--- Data to use Enclosed Below ---

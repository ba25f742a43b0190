#![deny(unsafe_code)]
#![deny(missing_docs)]
#![deny(rustdoc::broken_intra_doc_links)]

//! # Overview
//!
//! `store` defines the hierarchical stream-store contract that the freezer
//! log is written against, together with the two backends bundled with the
//! workspace: [`FsStore`] over the local filesystem and [`MemStore`], an
//! in-memory tree used by tests and embedders. A store is a tree of named
//! directories and byte streams; streams are written once through a
//! [`WriteCloser`] and read back as plain [`std::io::Read`] values.
//!
//! # Design
//!
//! The [`StreamStore`] trait mirrors the handful of POSIX-ish operations the
//! log needs: `stat`/`lstat`, ordered `read_dir`, `mkdir`, `remove`, and the
//! stream constructors `open_read`/`create_write`. All operations return
//! [`std::io::Result`] so that backends map directly onto [`std::fs`] and
//! callers can detect "does not exist" uniformly through
//! [`std::io::ErrorKind::NotFound`]. Decorating stores (for example the
//! compression layers in the `compress` crate) implement the same trait over
//! an inner store, so the log never knows which concrete backend it runs on.
//!
//! # Invariants
//!
//! - `read_dir` yields entries in ascending name order on every backend.
//! - `create_write` truncates an existing stream; the data is durably
//!   committed when [`WriteCloser::close`] returns `Ok`.
//! - Readers are released by dropping them; nothing in the contract seeks.
//! - [`FileInfo::size`] panics when a decorating store has withheld the
//!   size. Backends always populate it.
//!
//! # Examples
//!
//! ```
//! use std::io::Read;
//! use std::path::Path;
//! use store::{MemStore, StreamStore, mkdir_all};
//!
//! # fn main() -> std::io::Result<()> {
//! let store = MemStore::new();
//! mkdir_all(&store, Path::new("/logs"), 0o755)?;
//!
//! let mut w = store.create_write(Path::new("/logs/batch"))?;
//! std::io::Write::write_all(&mut w, b"payload")?;
//! w.close()?;
//!
//! let mut buf = Vec::new();
//! store.open_read(Path::new("/logs/batch"))?.read_to_end(&mut buf)?;
//! assert_eq!(buf, b"payload");
//! # Ok(())
//! # }
//! ```

use std::io::{self, Read, Write};
use std::path::Path;
use std::time::SystemTime;

mod fs;
mod mem;

pub use fs::FsStore;
pub use mem::MemStore;

/// Metadata for one store entry, as returned by [`StreamStore::stat`],
/// [`StreamStore::lstat`] and [`StreamStore::read_dir`].
#[derive(Clone, Debug)]
pub struct FileInfo {
    name: String,
    size: Option<u64>,
    mode: u32,
    modified: SystemTime,
    is_dir: bool,
}

impl FileInfo {
    /// Creates an entry description with a known size.
    pub fn new(
        name: impl Into<String>,
        size: u64,
        mode: u32,
        modified: SystemTime,
        is_dir: bool,
    ) -> Self {
        Self {
            name: name.into(),
            size: Some(size),
            mode,
            modified,
            is_dir,
        }
    }

    /// Returns a copy of this entry with the size withheld.
    ///
    /// Decorating stores that transform stream contents (compression layers)
    /// use this: the inner store only knows the transformed size, which must
    /// not leak to callers.
    #[must_use]
    pub fn without_size(mut self) -> Self {
        self.size = None;
        self
    }

    /// The entry's base name.
    #[must_use]
    pub fn name(&self) -> &str {
        &self.name
    }

    /// The entry's size in bytes.
    ///
    /// # Panics
    ///
    /// Panics if the size was withheld by a decorating store. Asking a
    /// compressed store for a size is a programming error, not a runtime
    /// condition.
    #[must_use]
    pub fn size(&self) -> u64 {
        self.size
            .expect("size is not available through this store layer")
    }

    /// Unix permission bits of the entry.
    #[must_use]
    pub fn mode(&self) -> u32 {
        self.mode
    }

    /// Last modification time of the entry.
    #[must_use]
    pub fn modified(&self) -> SystemTime {
        self.modified
    }

    /// Whether the entry is a directory.
    #[must_use]
    pub fn is_dir(&self) -> bool {
        self.is_dir
    }
}

/// A byte stream being written into a store.
///
/// Closing is the durability point: data may not be observable (or may be
/// observable only partially) until [`close`](WriteCloser::close) returns
/// `Ok`. Dropping a writer without closing it abandons the stream in a
/// backend-defined state.
pub trait WriteCloser: Write + Send {
    /// Flushes any remaining state and durably commits the stream.
    fn close(self: Box<Self>) -> io::Result<()>;
}

/// A hierarchical store of named byte streams.
///
/// "Does not exist" is reported as [`io::ErrorKind::NotFound`] from every
/// operation that resolves a path.
pub trait StreamStore: Send + Sync {
    /// Describes the entry at `path`, following symlinks where the backend
    /// has them.
    fn stat(&self, path: &Path) -> io::Result<FileInfo>;

    /// Describes the entry at `path` without following symlinks.
    fn lstat(&self, path: &Path) -> io::Result<FileInfo>;

    /// Lists the directory at `path`, in ascending name order.
    fn read_dir(&self, path: &Path) -> io::Result<Vec<FileInfo>>;

    /// Creates the directory at `path`. The parent must already exist.
    fn mkdir(&self, path: &Path, mode: u32) -> io::Result<()>;

    /// Removes the file or empty directory at `path`.
    fn remove(&self, path: &Path) -> io::Result<()>;

    /// Opens the stream at `path` for reading from the start.
    fn open_read(&self, path: &Path) -> io::Result<Box<dyn Read + Send>>;

    /// Creates (or truncates) the stream at `path` and opens it for writing.
    fn create_write(&self, path: &Path) -> io::Result<Box<dyn WriteCloser>>;
}

/// Creates the directory at `path` together with any missing ancestors.
///
/// Existing directories along the way are accepted; an existing non-directory
/// entry is reported as [`io::ErrorKind::NotADirectory`].
pub fn mkdir_all(store: &dyn StreamStore, path: &Path, mode: u32) -> io::Result<()> {
    match store.stat(path) {
        Ok(info) if info.is_dir() => return Ok(()),
        Ok(info) => {
            return Err(io::Error::new(
                io::ErrorKind::NotADirectory,
                format!("'{}' exists and is not a directory", info.name()),
            ));
        }
        Err(e) if e.kind() == io::ErrorKind::NotFound => {}
        Err(e) => return Err(e),
    }
    if let Some(parent) = path.parent() {
        if !parent.as_os_str().is_empty() {
            mkdir_all(store, parent, mode)?;
        }
    }
    match store.mkdir(path, mode) {
        Ok(()) => Ok(()),
        // Lost a race against a concurrent creator; the directory is there.
        Err(e) if e.kind() == io::ErrorKind::AlreadyExists => Ok(()),
        Err(e) => Err(e),
    }
}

--- End of Enclosed Data to use ---

→ **Exercise requirements**
Repeat, exactly and only, the lines from the beginning of the material through the line that contains "on every backend.".

→ **Written reply**
repository ba25f742a43b0190
#![deny(unsafe_code)]
#![deny(missing_docs)]
#![deny(rustdoc::broken_intra_doc_links)]

//! # Overview
//!
//! `store` defines the hierarchical stream-store contract that the freezer
//! log is written against, together with the two backends bundled with the
//! workspace: [`FsStore`] over the local filesystem and [`MemStore`], an
//! in-memory tree used by tests and embedders. A store is a tree of named
//! directories and byte streams; streams are written once through a
//! [`WriteCloser`] and read back as plain [`std::io::Read`] values.
//!
//! # Design
//!
//! The [`StreamStore`] trait mirrors the handful of POSIX-ish operations the
//! log needs: `stat`/`lstat`, ordered `read_dir`, `mkdir`, `remove`, and the
//! stream constructors `open_read`/`create_write`. All operations return
//! [`std::io::Result`] so that backends map directly onto [`std::fs`] and
//! callers can detect "does not exist" uniformly through
//! [`std::io::ErrorKind::NotFound`]. Decorating stores (for example the
//! compression layers in the `compress` crate) implement the same trait over
//! an inner store, so the log never knows which concrete backend it runs on.
//!
//! # Invariants
//!
//! - `read_dir` yields entries in ascending name order on every backend.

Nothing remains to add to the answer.